《前哨戦》&一、【邂逅】
宜しくです
人の一生は、とてもじゃないが儚い。
あっという間に終わってしまうし。
天寿を全うするより早く終わってしまう事もある。
だけど、そんな儚くて脆い人生にも――それを送る人にも、救済があって然るべきだ。
だから、君が、この第一人者として、人生を謳歌してくれたその後に――また、話し込もうか。
名前は、君の要望通り、ハセ・ヤマトでいいんだよね?
ならば、どうか僕達の愛する人類に、光を、救済を、与えてやってくれ。
《元・魔王》よ。
《前哨戦――支配者の崩御と英雄の君臨》
「どうして、貴方は・・・・・・私を庇ったの?」
血塗れの姿で、彼女は言う。
だが、自分の方がもっと酷いだろう。腹に途轍もない大穴がこじ開けられているのだから。
だけれど、うわーなんて、思ってもいられない。
もう、終わりはすぐそこにある。
「悪を・・・・・・打ち破るのは。君の仕事・・・・・・だ。
君が・・・・・・いなく、なっちゃ・・・・・・いみ、がぁ・・・・・・ないん、だ」
やはり真の意味で悪が正義に滅ぼされなければ、この世に魔獣が蔓延る。
それだけは、絶対に阻止しなければならない。
「その剣ならば・・・・・・討ち滅ぼせる・・・・・・世界に、光を灯せる」
最後まで献身的に寄り添ってくれた存在が残した、この円環を斬り裂く、正義の剣ならば。
魔王を――自分を討てる。
「さぁ、勇者よ。討ち滅ぼせ、悪を。
己が正義を示す刻は、今だ」
悪を滅ぼしてこそ、正義は築かれる。
強固な悪の思想を打ち破ったその瞬間、この世界で最も磐石な正義が築かれる。
その為だけに、この世の悪という悪を滅ぼし、善という善を悪の名の下に滅ぼしてきた。
悪は、たった一つ、存在すればいい。
それ以外は、唯の欲望に過ぎない。
唯の欲望はこの戦いには関係しない。いずれ悪の目が咲こうとも、決して磐石な正義には叶わない。
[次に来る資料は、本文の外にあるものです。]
//! Interface Adapter Contract
//!
//! Every transport (context-state API, time-series database, MQTT, file)
//! implements [`InterfaceAdapter`]. The core only ever talks to this trait
//! and picks the instance by the interface tag of the point it is reading
//! or writing.

mod memory;

pub use memory::*;

use std::collections::HashMap;
use std::sync::Arc;

use async_trait::async_trait;
use chrono::{DateTime, Utc};
use futures::future::join_all;

use meridian_types::{InterfaceKind, PointAddress, Reading, Unit, Value};

use crate::config::InterfaceSet;
use crate::error::{AdapterError, ConfigError};

/// One value bound for an adapter
#[derive(Debug, Clone, PartialEq)]
pub struct PointWrite {
    pub address: PointAddress,
    pub value: Value,
    pub unit: Option<Unit>,
    pub timestamp: DateTime<Utc>,
}

/// Capability set of a concrete transport
#[async_trait]
pub trait InterfaceAdapter: Send + Sync + 'static {
    /// Interface this adapter serves
    fn kind(&self) -> InterfaceKind;

    /// Current value of one attribute
    async fn fetch_current(&self, address: &PointAddress) -> Result<Reading, AdapterError>;

    /// Readings with `start <= time <= end`, oldest first
    async fn fetch_range(
        &self,
        address: &PointAddress,
        start: DateTime<Utc>,
        end: DateTime<Utc>,
    ) -> Result<Vec<Reading>, AdapterError>;

    /// Write one value
    async fn write_value(
        &self,
        address: &PointAddress,
        value: &Value,
        unit: Option<Unit>,
        timestamp: DateTime<Utc>,
    ) -> Result<(), AdapterError>;

    /// Write a batch of values, returning one result per write in order.
    /// Adapters that persist a whole document override this to save once.
    async fn write_batch(&self, writes: &[PointWrite]) -> Vec<Result<(), AdapterError>> {
        join_all(
            writes
                .iter()
                .map(|w| self.write_value(&w.address, &w.value, w.unit, w.timestamp)),
        )
        .await
    }
}

/// Adapter instances keyed by interface
#[derive(Clone, Default)]
pub struct AdapterSet {
    adapters: HashMap<InterfaceKind, Arc<dyn InterfaceAdapter>>,
}

impl AdapterSet {
    pub fn new() -> Self {
        Self::default()
    }

    /// Add an adapter under its own kind, replacing any previous one
    pub fn insert(&mut self, adapter: Arc<dyn InterfaceAdapter>) {
        self.adapters.insert(adapter.kind(), adapter);
    }

    pub fn with(mut self, adapter: Arc<dyn InterfaceAdapter>) -> Self {
        self.insert(adapter);
        self
    }

    pub fn get(&self, kind: InterfaceKind) -> Result<&Arc<dyn InterfaceAdapter>, AdapterError> {
        self.adapters.get(&kind).ok_or(AdapterError::NoAdapter(kind))
    }

    pub fn contains(&self, kind: InterfaceKind) -> bool {
        self.adapters.contains_key(&kind)
    }

    /// Every enabled interface must have an adapter
    pub fn ensure_covers(&self, interfaces: &InterfaceSet) -> Result<(), ConfigError> {
        match interfaces.enabled().into_iter().find(|k| !self.contains(*k)) {
            Some(kind) => Err(ConfigError::UnsupportedInterface(kind)),
            None => Ok(()),
        }
    }
}

impl std::fmt::Debug for AdapterSet {
    fn fmt(&self, f: &mut std::fmt::Formatter<'_>) -> std::fmt::Result {
        let mut kinds: Vec<_> = self.adapters.keys().collect();
        kinds.sort();
        f.debug_struct("AdapterSet").field("interfaces", &kinds).finish()
    }
}
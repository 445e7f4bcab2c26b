//! Meridian Types - Core data definitions for the orchestration runtime
//!
//! This crate contains the pure data structures that flow through a cycle:
//! values, units, granularities, interface tags, readings, the per-cycle
//! input bundle and the calculation result set. It performs no I/O.

mod interface;
mod models;
mod units;
mod value;

pub use interface::*;
pub use models::*;
pub use units::*;
pub use value::*;
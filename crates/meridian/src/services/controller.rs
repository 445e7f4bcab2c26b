// Controller Service - Drives calculation and calibration cycles
//
// Ticks once per calculation interval. A tick first runs a calibration
// cycle when one is due, then the calculation cycle. Every finished cycle
// is announced on the event bus.

use std::time::Duration;

use async_trait::async_trait;
use chrono::{DateTime, Utc};
use serde::{Deserialize, Serialize};
use tokio::time::Instant;
use tracing::warn;
use uuid::Uuid;

use meridian_runtime::service::{Service, ServiceContext, ServiceError, ServiceResult, ServiceSpec};
use meridian_runtime::{CycleReport, CycleRunner, CycleStatus, Schedule};
use meridian_types::CycleKind;

pub const SERVICE_ID: &str = "controller";

pub const CYCLE_COMPLETED: &str = "cycle/completed";
pub const CYCLE_FAILED: &str = "cycle/failed";

/// Event payload describing one finished cycle
#[derive(Debug, Clone, PartialEq, Serialize, Deserialize)]
pub struct CycleSummary {
    pub cycle_id: Uuid,
    pub kind: CycleKind,
    pub status: CycleStatus,
    pub finished_at: DateTime<Utc>,
    pub read_failures: usize,
    pub failed_components: usize,
    pub failed_writes: usize,
}

impl From<&CycleReport> for CycleSummary {
    fn from(report: &CycleReport) -> Self {
        Self {
            cycle_id: report.id,
            kind: report.kind,
            status: report.status,
            finished_at: report.finished_at,
            read_failures: report.read_failures.len(),
            failed_components: report.failed_components(),
            failed_writes: report.failed_writes(),
        }
    }
}

pub struct ControllerService {
    runner: CycleRunner,
    schedule: Schedule,
    calibrate_on_start: bool,
    last_calibration: Option<Instant>,
}

impl ControllerService {
    pub fn new(runner: CycleRunner) -> Self {
        let schedule = runner.table().schedule;
        Self {
            calibrate_on_start: schedule.calibrate_on_startup,
            runner,
            schedule,
            last_calibration: None,
        }
    }

    /// Force a calibration cycle before the first calculation
    pub fn calibrate_on_start(mut self, enabled: bool) -> Self {
        self.calibrate_on_start |= enabled;
        self
    }

    /// Calibration is due once its interval has passed since the last one
    fn calibration_due(&self, now: Instant) -> bool {
        match (self.schedule.calibration_interval, self.last_calibration) {
            (Some(interval), Some(last)) => now.duration_since(last) >= interval,
            _ => false,
        }
    }

    async fn run_cycle(&mut self, ctx: &ServiceContext, kind: CycleKind) -> CycleReport {
        let report = self.runner.run(kind, Utc::now()).await;
        if kind == CycleKind::Calibration {
            self.last_calibration = Some(Instant::now());
        }

        let summary = CycleSummary::from(&report);
        let event_type = match report.status {
            CycleStatus::Failed => CYCLE_FAILED,
            _ => CYCLE_COMPLETED,
        };
        match ctx.emit_data(event_type, &summary) {
            Ok(()) | Err(ServiceError::NoReceivers) => {}
            Err(e) => warn!(error = %e, "Failed to publish cycle summary"),
        }
        report
    }
}

#[async_trait]
impl Service for ControllerService {
    fn spec(&self) -> ServiceSpec {
        ServiceSpec::new(SERVICE_ID, "Cycle Controller")
            .with_tick_interval(self.schedule.calculation_interval)
            .with_shutdown_timeout(Duration::from_secs(10))
    }

    async fn on_start(&mut self, ctx: &ServiceContext) -> ServiceResult<()> {
        if self.calibrate_on_start {
            self.run_cycle(ctx, CycleKind::Calibration).await;
        } else {
            // The first calculation loads static data; calibration timing starts now
            self.last_calibration = Some(Instant::now());
        }
        Ok(())
    }

    async fn on_stop(&mut self, _ctx: &ServiceContext) -> ServiceResult<()> {
        Ok(())
    }

    async fn on_tick(&mut self, ctx: &ServiceContext) -> ServiceResult<()> {
        let started = Instant::now();

        if self.calibration_due(started) {
            self.run_cycle(ctx, CycleKind::Calibration).await;
        }
        self.run_cycle(ctx, CycleKind::Calculation).await;

        let elapsed = started.elapsed();
        if elapsed > self.schedule.calculation_interval {
            warn!(
                elapsed_ms = elapsed.as_millis() as u64,
                interval_ms = self.schedule.calculation_interval.as_millis() as u64,
                "Cycle took longer than its sampling time"
            );
        }
        Ok(())
    }
}

impl std::fmt::Debug for ControllerService {
    fn fmt(&self, f: &mut std::fmt::Formatter<'_>) -> std::fmt::Result {
        f.debug_struct("ControllerService")
            .field("runner", &self.runner)
            .field("schedule", &self.schedule)
            .finish()
    }
}
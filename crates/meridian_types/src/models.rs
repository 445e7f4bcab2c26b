//! Per-cycle data bundles
//!
//! `InputDataModel` is what a cycle reads, `DataTransferModel` is what a
//! calculation hands back for writing.

use std::fmt;

use chrono::{DateTime, Utc};
use serde::{Deserialize, Serialize};

use crate::interface::InterfaceKind;
use crate::units::Unit;
use crate::value::Value;

// ─────────────────────────────────────────────────────────────────────────────
// Addressing
// ─────────────────────────────────────────────────────────────────────────────

/// Physical address of a point on one interface
#[derive(Debug, Clone, PartialEq, Eq, Hash, Serialize, Deserialize)]
pub struct PointAddress {
    pub entity: String,
    pub attribute: String,
    pub interface: InterfaceKind,
    /// Identifier of the attribute on the transport, when it differs
    #[serde(default, skip_serializing_if = "Option::is_none")]
    pub attribute_interface: Option<String>,
}

impl PointAddress {
    pub fn new(
        entity: impl Into<String>,
        attribute: impl Into<String>,
        interface: InterfaceKind,
    ) -> Self {
        Self {
            entity: entity.into(),
            attribute: attribute.into(),
            interface,
            attribute_interface: None,
        }
    }

    pub fn with_attribute_interface(mut self, id: impl Into<String>) -> Self {
        self.attribute_interface = Some(id.into());
        self
    }

    /// Attribute identifier as the transport knows it
    pub fn transport_attribute(&self) -> &str {
        self.attribute_interface.as_deref().unwrap_or(&self.attribute)
    }
}

impl fmt::Display for PointAddress {
    fn fmt(&self, f: &mut fmt::Formatter<'_>) -> fmt::Result {
        write!(f, "{}:{}/{}", self.interface, self.entity, self.attribute)
    }
}

// ─────────────────────────────────────────────────────────────────────────────
// Readings
// ─────────────────────────────────────────────────────────────────────────────

/// Which pass a cycle runs
#[derive(Debug, Clone, Copy, PartialEq, Eq, Hash, Serialize, Deserialize)]
#[serde(rename_all = "lowercase")]
pub enum CycleKind {
    Calculation,
    Calibration,
}

impl fmt::Display for CycleKind {
    fn fmt(&self, f: &mut fmt::Formatter<'_>) -> fmt::Result {
        match self {
            CycleKind::Calculation => f.write_str("calculation"),
            CycleKind::Calibration => f.write_str("calibration"),
        }
    }
}

/// Where a reading came from
#[derive(Debug, Clone, Copy, Default, PartialEq, Eq, Serialize, Deserialize)]
#[serde(rename_all = "lowercase")]
pub enum Provenance {
    #[default]
    Live,
    /// The read failed and the configured default was substituted
    Default,
}

/// A value as returned by an interface
#[derive(Debug, Clone, PartialEq, Serialize, Deserialize)]
pub struct Reading {
    pub value: Value,
    pub unit: Option<Unit>,
    pub timestamp: DateTime<Utc>,
}

impl Reading {
    pub fn new(value: impl Into<Value>, timestamp: DateTime<Utc>) -> Self {
        Self {
            value: value.into(),
            unit: None,
            timestamp,
        }
    }

    pub fn with_unit(mut self, unit: Unit) -> Self {
        self.unit = Some(unit);
        self
    }
}

/// One assembled input or static point
#[derive(Debug, Clone, PartialEq, Serialize, Deserialize)]
pub struct InputPoint {
    pub key: String,
    pub address: PointAddress,
    pub value: Value,
    pub unit: Option<Unit>,
    pub timestamp: DateTime<Utc>,
    pub provenance: Provenance,
}

impl InputPoint {
    pub fn is_default(&self) -> bool {
        self.provenance == Provenance::Default
    }
}

/// The last value written to an output point
#[derive(Debug, Clone, PartialEq, Serialize, Deserialize)]
pub struct OutputSnapshot {
    pub key: String,
    pub address: PointAddress,
    pub value: Value,
    pub timestamp: Option<DateTime<Utc>>,
}

// ─────────────────────────────────────────────────────────────────────────────
// InputDataModel
// ─────────────────────────────────────────────────────────────────────────────

/// Snapshot of everything read for one cycle
#[derive(Debug, Clone, PartialEq, Serialize, Deserialize)]
pub struct InputDataModel {
    pub kind: CycleKind,
    /// Reference time of the cycle; range reads end here
    pub timestamp: DateTime<Utc>,
    pub inputs: Vec<InputPoint>,
    pub static_data: Vec<InputPoint>,
    pub last_outputs: Vec<OutputSnapshot>,
    /// Keys whose read failed without a default
    pub missing: Vec<String>,
}

impl InputDataModel {
    pub fn new(kind: CycleKind, timestamp: DateTime<Utc>) -> Self {
        Self {
            kind,
            timestamp,
            inputs: Vec::new(),
            static_data: Vec::new(),
            last_outputs: Vec::new(),
            missing: Vec::new(),
        }
    }

    pub fn input(&self, key: &str) -> Option<&InputPoint> {
        self.inputs.iter().find(|p| p.key == key)
    }

    pub fn static_point(&self, key: &str) -> Option<&InputPoint> {
        self.static_data.iter().find(|p| p.key == key)
    }

    pub fn last_output(&self, key: &str) -> Option<&OutputSnapshot> {
        self.last_outputs.iter().find(|p| p.key == key)
    }

    /// Look a key up across inputs, static data and last outputs, in that order
    pub fn value(&self, key: &str) -> Option<&Value> {
        self.input(key)
            .map(|p| &p.value)
            .or_else(|| self.static_point(key).map(|p| &p.value))
            .or_else(|| self.last_output(key).map(|p| &p.value))
    }

    pub fn is_missing(&self, key: &str) -> bool {
        self.missing.iter().any(|k| k == key)
    }

    /// Number of points that fell back to their default
    pub fn default_count(&self) -> usize {
        self.inputs
            .iter()
            .chain(self.static_data.iter())
            .filter(|p| p.is_default())
            .count()
    }
}

// ─────────────────────────────────────────────────────────────────────────────
// DataTransferModel
// ─────────────────────────────────────────────────────────────────────────────

/// One value to be written
#[derive(Debug, Clone, PartialEq, Serialize, Deserialize)]
pub struct ResultPoint {
    pub entity: String,
    pub attribute: String,
    /// Disambiguates when the same entity attribute is declared on several interfaces
    #[serde(default, skip_serializing_if = "Option::is_none")]
    pub interface: Option<InterfaceKind>,
    pub value: Value,
    #[serde(default, skip_serializing_if = "Option::is_none")]
    pub unit: Option<Unit>,
    #[serde(default, skip_serializing_if = "Option::is_none")]
    pub timestamp: Option<DateTime<Utc>>,
}

impl ResultPoint {
    pub fn new(entity: impl Into<String>, attribute: impl Into<String>, value: impl Into<Value>) -> Self {
        Self {
            entity: entity.into(),
            attribute: attribute.into(),
            interface: None,
            value: value.into(),
            unit: None,
            timestamp: None,
        }
    }

    pub fn with_unit(mut self, unit: Unit) -> Self {
        self.unit = Some(unit);
        self
    }

    pub fn with_timestamp(mut self, timestamp: DateTime<Utc>) -> Self {
        self.timestamp = Some(timestamp);
        self
    }

    pub fn on_interface(mut self, interface: InterfaceKind) -> Self {
        self.interface = Some(interface);
        self
    }

    /// Timestamp the write is tagged with: the explicit one, else the newest
    /// sample of a series, else `fallback`
    pub fn governing_timestamp(&self, fallback: DateTime<Utc>) -> DateTime<Utc> {
        self.timestamp
            .or_else(|| self.value.as_series().and_then(|s| s.latest_time()))
            .unwrap_or(fallback)
    }
}

/// Result set of one calculation or calibration
#[derive(Debug, Clone, Default, PartialEq, Serialize, Deserialize)]
pub struct DataTransferModel {
    pub points: Vec<ResultPoint>,
}

impl DataTransferModel {
    pub fn new() -> Self {
        Self::default()
    }

    pub fn push(&mut self, point: ResultPoint) {
        self.points.push(point);
    }

    pub fn extend(&mut self, other: DataTransferModel) {
        self.points.extend(other.points);
    }

    pub fn len(&self) -> usize {
        self.points.len()
    }

    pub fn is_empty(&self) -> bool {
        self.points.is_empty()
    }

    pub fn iter(&self) -> impl Iterator<Item = &ResultPoint> {
        self.points.iter()
    }
}

impl FromIterator<ResultPoint> for DataTransferModel {
    fn from_iter<I: IntoIterator<Item = ResultPoint>>(iter: I) -> Self {
        Self {
            points: iter.into_iter().collect(),
        }
    }
}
//! Built-in Components
//!
//! Component types shipped with the binary. Deployments select them by
//! type tag in `controller_components`.

pub mod moving_average;
pub mod thermal_storage;
pub mod two_point_controller;

pub use moving_average::MovingAverage;
pub use thermal_storage::ThermalStorage;
pub use two_point_controller::TwoPointController;

use meridian_runtime::ComponentRegistry;

/// Register every built-in component type
pub fn register_builtin(registry: &mut ComponentRegistry) {
    registry.register_fn(
        two_point_controller::TYPE_TAG,
        two_point_controller::schema(),
        |_| Ok(Box::new(TwoPointController::new())),
    );
    registry.register_fn(moving_average::TYPE_TAG, moving_average::schema(), |_| {
        Ok(Box::new(MovingAverage::new()))
    });
    registry.register_fn(thermal_storage::TYPE_TAG, thermal_storage::schema(), |_| {
        Ok(Box::new(ThermalStorage::new()))
    });
}

/// Registry holding the built-in component types
pub fn builtin_registry() -> ComponentRegistry {
    let mut registry = ComponentRegistry::new();
    register_builtin(&mut registry);
    registry
}

#[cfg(test)]
mod tests {
    use super::*;

    #[test]
    fn test_builtin_types_registered() {
        let registry = builtin_registry();
        assert_eq!(registry.len(), 3);
        assert!(registry.contains("two_point_controller"));
        assert!(registry.contains("moving_average"));
        assert!(registry.contains("thermal_storage"));

        let schema = registry.schema("two_point_controller").unwrap();
        assert!(schema.static_data.iter().any(|p| p.name == "setpoint" && p.required));

        let schema = registry.schema("thermal_storage").unwrap();
        let required: Vec<_> = schema.inputs.iter().filter(|p| p.required).map(|p| p.name.as_str()).collect();
        assert_eq!(required, vec!["temperature_1", "temperature_2", "temperature_3"]);
        assert!(schema.outputs.iter().all(|p| !p.required));
    }
}
//! Service Handle
//!
//! Cloneable handle to a spawned service: observe its state and ask it to
//! stop. The orchestrator uses it to wait for the controller to come up and
//! to notice when it ends on its own.

use serde::Serialize;
use tokio::sync::{mpsc, watch};

use super::{ServiceError, ServiceResult};

#[derive(Debug, Clone, Copy, PartialEq, Eq, Serialize)]
#[serde(rename_all = "lowercase")]
pub enum ServiceState {
    Starting,
    Running,
    Stopping,
    Stopped,
    Failed,
}

impl ServiceState {
    pub fn is_terminal(&self) -> bool {
        matches!(self, ServiceState::Stopped | ServiceState::Failed)
    }

    pub fn is_running(&self) -> bool {
        *self == ServiceState::Running
    }
}

impl std::fmt::Display for ServiceState {
    fn fmt(&self, f: &mut std::fmt::Formatter<'_>) -> std::fmt::Result {
        let name = match self {
            ServiceState::Starting => "starting",
            ServiceState::Running => "running",
            ServiceState::Stopping => "stopping",
            ServiceState::Stopped => "stopped",
            ServiceState::Failed => "failed",
        };
        f.write_str(name)
    }
}

#[derive(Clone)]
pub struct ServiceHandle {
    pub service_id: String,
    stop_tx: mpsc::Sender<()>,
    state_rx: watch::Receiver<ServiceState>,
}

impl ServiceHandle {
    pub(crate) fn new(service_id: String, stop_tx: mpsc::Sender<()>, state_rx: watch::Receiver<ServiceState>) -> Self {
        Self {
            service_id,
            stop_tx,
            state_rx,
        }
    }

    pub fn state(&self) -> ServiceState {
        *self.state_rx.borrow()
    }

    pub fn is_running(&self) -> bool {
        self.state().is_running()
    }

    pub fn is_terminal(&self) -> bool {
        self.state().is_terminal()
    }

    /// Ask the service to stop after its current tick
    pub async fn shutdown(&self) -> ServiceResult<()> {
        self.stop_tx
            .send(())
            .await
            .map_err(|_| ServiceError::NotRunning(self.service_id.clone()))
    }

    /// Wait until `on_start` has finished; fails if it returned an error
    pub async fn started(&self) -> ServiceResult<()> {
        match self.wait_until(|s| s != ServiceState::Starting).await? {
            ServiceState::Failed => Err(ServiceError::Failed(format!("service '{}' failed to start", self.service_id))),
            _ => Ok(()),
        }
    }

    /// Wait until the service has stopped or failed
    pub async fn stopped(&self) -> ServiceState {
        self.wait_until(|s| s.is_terminal())
            .await
            .unwrap_or(ServiceState::Failed)
    }

    async fn wait_until(&self, done: impl Fn(ServiceState) -> bool) -> ServiceResult<ServiceState> {
        let mut state_rx = self.state_rx.clone();
        state_rx
            .wait_for(|s| done(*s))
            .await
            .map(|s| *s)
            .map_err(|_| ServiceError::NotRunning(self.service_id.clone()))
    }
}

impl std::fmt::Debug for ServiceHandle {
    fn fmt(&self, f: &mut std::fmt::Formatter<'_>) -> std::fmt::Result {
        f.debug_struct("ServiceHandle")
            .field("service_id", &self.service_id)
            .field("state", &self.state())
            .finish()
    }
}
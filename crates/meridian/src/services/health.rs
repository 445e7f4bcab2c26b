// Health Service - Records when the last cycle completed
//
// Writes the finish time of every completed cycle to the health file. An
// external health check calls `check_health` to see whether that time is recent.

use std::path::{Path, PathBuf};
use std::time::Duration;

use async_trait::async_trait;
use chrono::{DateTime, Utc};
use tracing::{debug, warn};

use meridian_runtime::service::{Event, Service, ServiceContext, ServiceError, ServiceResult, ServiceSpec};

use super::controller::{CYCLE_COMPLETED, CYCLE_FAILED, CycleSummary};

pub const SERVICE_ID: &str = "health";

#[derive(Debug, thiserror::Error)]
pub enum HealthError {
    #[error("cannot read health file {path}: {source}")]
    Read {
        path: PathBuf,
        #[source]
        source: std::io::Error,
    },

    #[error("health file holds no valid timestamp: {0}")]
    Invalid(String),

    #[error("last cycle completed at {last}, more than {max_age:?} ago")]
    Stale { last: DateTime<Utc>, max_age: Duration },
}

/// Succeeds with the last completion time when it is at most `max_age` old
pub async fn check_health(path: &Path, max_age: Duration, now: DateTime<Utc>) -> Result<DateTime<Utc>, HealthError> {
    let content = tokio::fs::read_to_string(path)
        .await
        .map_err(|source| HealthError::Read {
            path: path.to_path_buf(),
            source,
        })?;
    let last = DateTime::parse_from_rfc3339(content.trim())
        .map_err(|_| HealthError::Invalid(content.trim().to_string()))?
        .with_timezone(&Utc);

    let age = (now - last).to_std().unwrap_or(Duration::ZERO);
    if age > max_age {
        return Err(HealthError::Stale { last, max_age });
    }
    Ok(last)
}

pub struct HealthService {
    path: PathBuf,
    last_completed: Option<DateTime<Utc>>,
}

impl HealthService {
    pub fn new(path: impl Into<PathBuf>) -> Self {
        Self {
            path: path.into(),
            last_completed: None,
        }
    }

    async fn record(&mut self, finished_at: DateTime<Utc>) -> ServiceResult<()> {
        if let Some(parent) = self.path.parent().filter(|p| !p.as_os_str().is_empty()) {
            tokio::fs::create_dir_all(parent)
                .await
                .map_err(|e| ServiceError::Failed(e.to_string()))?;
        }
        tokio::fs::write(&self.path, finished_at.to_rfc3339())
            .await
            .map_err(|e| ServiceError::Failed(format!("writing {}: {e}", self.path.display())))?;
        self.last_completed = Some(finished_at);
        debug!(path = %self.path.display(), %finished_at, "Health file updated");
        Ok(())
    }
}

#[async_trait]
impl Service for HealthService {
    fn spec(&self) -> ServiceSpec {
        ServiceSpec::new(SERVICE_ID, "Health Reporter").subscribe("cycle/*")
    }

    async fn on_start(&mut self, _ctx: &ServiceContext) -> ServiceResult<()> {
        Ok(())
    }

    async fn on_stop(&mut self, _ctx: &ServiceContext) -> ServiceResult<()> {
        Ok(())
    }

    async fn on_event(&mut self, _ctx: &ServiceContext, event: Event) -> ServiceResult<()> {
        let summary: CycleSummary = event
            .parse_data()
            .map_err(|e| ServiceError::Failed(format!("invalid cycle event: {e}")))?;

        match event.event_type.as_str() {
            CYCLE_COMPLETED => self.record(summary.finished_at).await,
            CYCLE_FAILED => {
                warn!(cycle_id = %summary.cycle_id, kind = %summary.kind, "Cycle failed, health file not updated");
                Ok(())
            }
            _ => Ok(()),
        }
    }
}

#[cfg(test)]
mod tests {
    use super::*;
    use meridian_runtime::CycleStatus;
    use meridian_runtime::service::{EventPublisher, ServiceManager};
    use meridian_types::CycleKind;
    use tempfile::TempDir;
    use uuid::Uuid;

    fn summary(status: CycleStatus, finished_at: DateTime<Utc>) -> CycleSummary {
        CycleSummary {
            cycle_id: Uuid::new_v4(),
            kind: CycleKind::Calculation,
            status,
            finished_at,
            read_failures: 0,
            failed_components: 0,
            failed_writes: 0,
        }
    }

    fn context() -> ServiceContext {
        let (tx, _) = tokio::sync::broadcast::channel(4);
        ServiceContext::new(SERVICE_ID.into(), EventPublisher::new(tx))
    }

    #[tokio::test]
    async fn test_completed_cycle_updates_file() {
        let dir = TempDir::new().unwrap();
        let path = dir.path().join("state").join("health");
        let mut service = HealthService::new(&path);
        let ctx = context();
        let finished = Utc::now();

        let completed = Event::with_data(CYCLE_COMPLETED, "controller", &summary(CycleStatus::Partial, finished)).unwrap();
        service.on_event(&ctx, completed).await.unwrap();

        let last = check_health(&path, Duration::from_secs(60), finished).await.unwrap();
        assert_eq!(last.timestamp(), finished.timestamp());

        // Failed cycles leave the file alone
        let later = finished + chrono::Duration::minutes(5);
        let failed = Event::with_data(CYCLE_FAILED, "controller", &summary(CycleStatus::Failed, later)).unwrap();
        service.on_event(&ctx, failed).await.unwrap();
        assert_eq!(service.last_completed, Some(finished));
    }

    #[tokio::test]
    async fn test_stale_and_missing_health() {
        let dir = TempDir::new().unwrap();
        let path = dir.path().join("health");
        let now = Utc::now();

        assert!(matches!(
            check_health(&path, Duration::from_secs(60), now).await,
            Err(HealthError::Read { .. })
        ));

        tokio::fs::write(&path, (now - chrono::Duration::minutes(10)).to_rfc3339()).await.unwrap();
        assert!(matches!(
            check_health(&path, Duration::from_secs(60), now).await,
            Err(HealthError::Stale { .. })
        ));

        tokio::fs::write(&path, "garbage").await.unwrap();
        assert!(matches!(
            check_health(&path, Duration::from_secs(60), now).await,
            Err(HealthError::Invalid(_))
        ));
    }

    #[tokio::test]
    async fn test_subscribed_to_cycle_events() {
        let dir = TempDir::new().unwrap();
        let path = dir.path().join("health");
        let manager = ServiceManager::new();
        let handle = manager.spawn(HealthService::new(&path)).await.unwrap();
        handle.started().await.unwrap();

        let event = Event::with_data(CYCLE_COMPLETED, "controller", &summary(CycleStatus::Succeeded, Utc::now())).unwrap();
        manager.publish_event(event);

        let mut written = false;
        for _ in 0..50 {
            if path.exists() {
                written = true;
                break;
            }
            tokio::time::sleep(Duration::from_millis(10)).await;
        }
        assert!(written);
        manager.shutdown_all().await.unwrap();
    }
}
だからこそ、全力を賭して、正義を強固なモノに変えた。
自らの手で鍛えた正義に、討ち滅ぼされる為に。
「私は、貴方の敵・・・・・・貴方は、お父さんの仇・・・・・・だけど」
「揺らぐな。
正義が動じれば、再び悪は顕現する」
迷う彼女に、正義の旗頭としての役目は全うできないかもしれない。だけど、その為に彼女の周囲に信頼出来る仲間を置いた。ならば、今ここで自分が退場しても問題はない。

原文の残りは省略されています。